→ **MATERIAL SHOWN**
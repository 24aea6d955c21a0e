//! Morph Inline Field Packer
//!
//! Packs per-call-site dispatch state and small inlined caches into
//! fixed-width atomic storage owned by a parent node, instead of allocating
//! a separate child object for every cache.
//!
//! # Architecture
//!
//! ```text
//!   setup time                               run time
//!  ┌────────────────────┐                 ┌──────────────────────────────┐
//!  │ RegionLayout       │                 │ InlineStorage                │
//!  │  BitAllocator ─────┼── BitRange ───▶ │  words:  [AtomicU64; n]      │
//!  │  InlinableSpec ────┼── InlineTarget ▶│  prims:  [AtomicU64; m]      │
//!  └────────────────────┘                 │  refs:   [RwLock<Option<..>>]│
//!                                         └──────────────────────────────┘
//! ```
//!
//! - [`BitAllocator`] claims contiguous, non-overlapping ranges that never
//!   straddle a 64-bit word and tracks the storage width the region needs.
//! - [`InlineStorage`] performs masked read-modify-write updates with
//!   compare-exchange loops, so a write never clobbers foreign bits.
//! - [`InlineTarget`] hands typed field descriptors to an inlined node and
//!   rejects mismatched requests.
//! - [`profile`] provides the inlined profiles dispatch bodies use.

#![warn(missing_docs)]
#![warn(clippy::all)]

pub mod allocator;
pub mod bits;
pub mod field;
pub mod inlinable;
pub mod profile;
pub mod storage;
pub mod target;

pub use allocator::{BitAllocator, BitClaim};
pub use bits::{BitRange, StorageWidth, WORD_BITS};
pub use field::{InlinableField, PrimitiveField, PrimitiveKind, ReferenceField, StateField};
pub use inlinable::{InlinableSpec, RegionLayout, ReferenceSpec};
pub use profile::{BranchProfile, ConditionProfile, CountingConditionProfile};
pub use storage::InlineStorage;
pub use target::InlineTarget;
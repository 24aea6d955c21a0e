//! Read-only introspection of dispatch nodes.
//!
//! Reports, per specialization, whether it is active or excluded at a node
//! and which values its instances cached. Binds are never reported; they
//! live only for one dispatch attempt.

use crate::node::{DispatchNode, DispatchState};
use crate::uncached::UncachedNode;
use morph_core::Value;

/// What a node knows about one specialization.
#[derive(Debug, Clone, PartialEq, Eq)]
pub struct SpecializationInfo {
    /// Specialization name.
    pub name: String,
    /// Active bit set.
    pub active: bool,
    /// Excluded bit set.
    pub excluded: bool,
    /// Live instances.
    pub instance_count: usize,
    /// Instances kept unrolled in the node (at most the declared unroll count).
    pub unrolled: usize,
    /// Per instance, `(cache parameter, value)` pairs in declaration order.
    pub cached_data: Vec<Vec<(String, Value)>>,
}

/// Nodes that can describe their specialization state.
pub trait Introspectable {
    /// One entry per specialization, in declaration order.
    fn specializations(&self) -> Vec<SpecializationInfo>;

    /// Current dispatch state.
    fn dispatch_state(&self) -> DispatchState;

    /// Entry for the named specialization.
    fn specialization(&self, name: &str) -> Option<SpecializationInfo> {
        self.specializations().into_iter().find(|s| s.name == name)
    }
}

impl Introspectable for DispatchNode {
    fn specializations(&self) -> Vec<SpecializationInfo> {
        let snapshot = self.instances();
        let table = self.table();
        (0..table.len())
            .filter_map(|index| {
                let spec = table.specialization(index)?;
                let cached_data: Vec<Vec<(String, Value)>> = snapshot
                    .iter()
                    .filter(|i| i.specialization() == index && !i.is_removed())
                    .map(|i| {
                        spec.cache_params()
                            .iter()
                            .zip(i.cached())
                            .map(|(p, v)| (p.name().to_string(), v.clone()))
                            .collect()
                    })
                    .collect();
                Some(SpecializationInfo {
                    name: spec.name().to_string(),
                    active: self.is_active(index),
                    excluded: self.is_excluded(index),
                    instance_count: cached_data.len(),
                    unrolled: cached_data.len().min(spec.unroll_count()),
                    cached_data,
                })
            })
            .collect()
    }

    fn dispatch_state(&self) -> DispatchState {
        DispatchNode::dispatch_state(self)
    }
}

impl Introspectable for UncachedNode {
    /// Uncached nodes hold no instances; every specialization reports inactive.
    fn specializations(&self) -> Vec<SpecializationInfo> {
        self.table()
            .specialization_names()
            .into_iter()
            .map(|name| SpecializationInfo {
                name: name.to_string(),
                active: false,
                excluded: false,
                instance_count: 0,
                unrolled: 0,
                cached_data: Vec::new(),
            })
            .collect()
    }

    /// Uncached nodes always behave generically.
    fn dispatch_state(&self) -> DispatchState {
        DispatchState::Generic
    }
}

→ **TRY IT**
Transcribe the material above in full, keeping every word.

→ **WRITTEN RESPONSE**
repository 24aea6d955c21a0e
//! Morph Inline Field Packer
//!
//! Packs per-call-site dispatch state and small inlined caches into
//! fixed-width atomic storage owned by a parent node, instead of allocating
//! a separate child object for every cache.
//!
//! # Architecture
//!
//! ```text
//!   setup time                               run time
//!  ┌────────────────────┐                 ┌──────────────────────────────┐
//!  │ RegionLayout       │                 │ InlineStorage                │
//!  │  BitAllocator ─────┼── BitRange ───▶ │  words:  [AtomicU64; n]      │
//!  │  InlinableSpec ────┼── InlineTarget ▶│  prims:  [AtomicU64; m]      │
//!  └────────────────────┘                 │  refs:   [RwLock<Option<..>>]│
//!                                         └──────────────────────────────┘
//! ```
//!
//! - [`BitAllocator`] claims contiguous, non-overlapping ranges that never
//!   straddle a 64-bit word and tracks the storage width the region needs.
//! - [`InlineStorage`] performs masked read-modify-write updates with
//!   compare-exchange loops, so a write never clobbers foreign bits.
//! - [`InlineTarget`] hands typed field descriptors to an inlined node and
//!   rejects mismatched requests.
//! - [`profile`] provides the inlined profiles dispatch bodies use.

#![warn(missing_docs)]
#![warn(clippy::all)]

pub mod allocator;
pub mod bits;
pub mod field;
pub mod inlinable;
pub mod profile;
pub mod storage;
pub mod target;

pub use allocator::{BitAllocator, BitClaim};
pub use bits::{BitRange, StorageWidth, WORD_BITS};
pub use field::{InlinableField, PrimitiveField, PrimitiveKind, ReferenceField, StateField};
pub use inlinable::{InlinableSpec, RegionLayout, ReferenceSpec};
pub use profile::{BranchProfile, ConditionProfile, CountingConditionProfile};
pub use storage::InlineStorage;
pub use target::InlineTarget;
repository 24aea6d955c21a0e
//! Read-only introspection of dispatch nodes.
//!
//! Reports, per specialization, whether it is active or excluded at a node
//! and which values its instances cached. Binds are never reported; they
//! live only for one dispatch attempt.

use crate::node::{DispatchNode, DispatchState};
use crate::uncached::UncachedNode;
use morph_core::Value;

/// What a node knows about one specialization.
#[derive(Debug, Clone, PartialEq, Eq)]
pub struct SpecializationInfo {
    /// Specialization name.
    pub name: String,
    /// Active bit set.
    pub active: bool,
    /// Excluded bit set.
    pub excluded: bool,
    /// Live instances.
    pub instance_count: usize,
    /// Instances kept unrolled in the node (at most the declared unroll count).
    pub unrolled: usize,
    /// Per instance, `(cache parameter, value)` pairs in declaration order.
    pub cached_data: Vec<Vec<(String, Value)>>,
}

/// Nodes that can describe their specialization state.
pub trait Introspectable {
    /// One entry per specialization, in declaration order.
    fn specializations(&self) -> Vec<SpecializationInfo>;

    /// Current dispatch state.
    fn dispatch_state(&self) -> DispatchState;

    /// Entry for the named specialization.
    fn specialization(&self, name: &str) -> Option<SpecializationInfo> {
        self.specializations().into_iter().find(|s| s.name == name)
    }
}

impl Introspectable for DispatchNode {
    fn specializations(&self) -> Vec<SpecializationInfo> {
        let snapshot = self.instances();
        let table = self.table();
        (0..table.len())
            .filter_map(|index| {
                let spec = table.specialization(index)?;
                let cached_data: Vec<Vec<(String, Value)>> = snapshot
                    .iter()
                    .filter(|i| i.specialization() == index && !i.is_removed())
                    .map(|i| {
                        spec.cache_params()
                            .iter()
                            .zip(i.cached())
                            .map(|(p, v)| (p.name().to_string(), v.clone()))
                            .collect()
                    })
                    .collect();
                Some(SpecializationInfo {
                    name: spec.name().to_string(),
                    active: self.is_active(index),
                    excluded: self.is_excluded(index),
                    instance_count: cached_data.len(),
                    unrolled: cached_data.len().min(spec.unroll_count()),
                    cached_data,
                })
            })
            .collect()
    }

    fn dispatch_state(&self) -> DispatchState {
        DispatchNode::dispatch_state(self)
    }
}

impl Introspectable for UncachedNode {
    /// Uncached nodes hold no instances; every specialization reports inactive.
    fn specializations(&self) -> Vec<SpecializationInfo> {
        self.table()
            .specialization_names()
            .into_iter()
            .map(|name| SpecializationInfo {
                name: name.to_string(),
                active: false,
                excluded: false,
                instance_count: 0,
                unrolled: 0,
                cached_data: Vec::new(),
            })
            .collect()
    }

    /// Uncached nodes always behave generically.
    fn dispatch_state(&self) -> DispatchState {
        DispatchState::Generic
    }
}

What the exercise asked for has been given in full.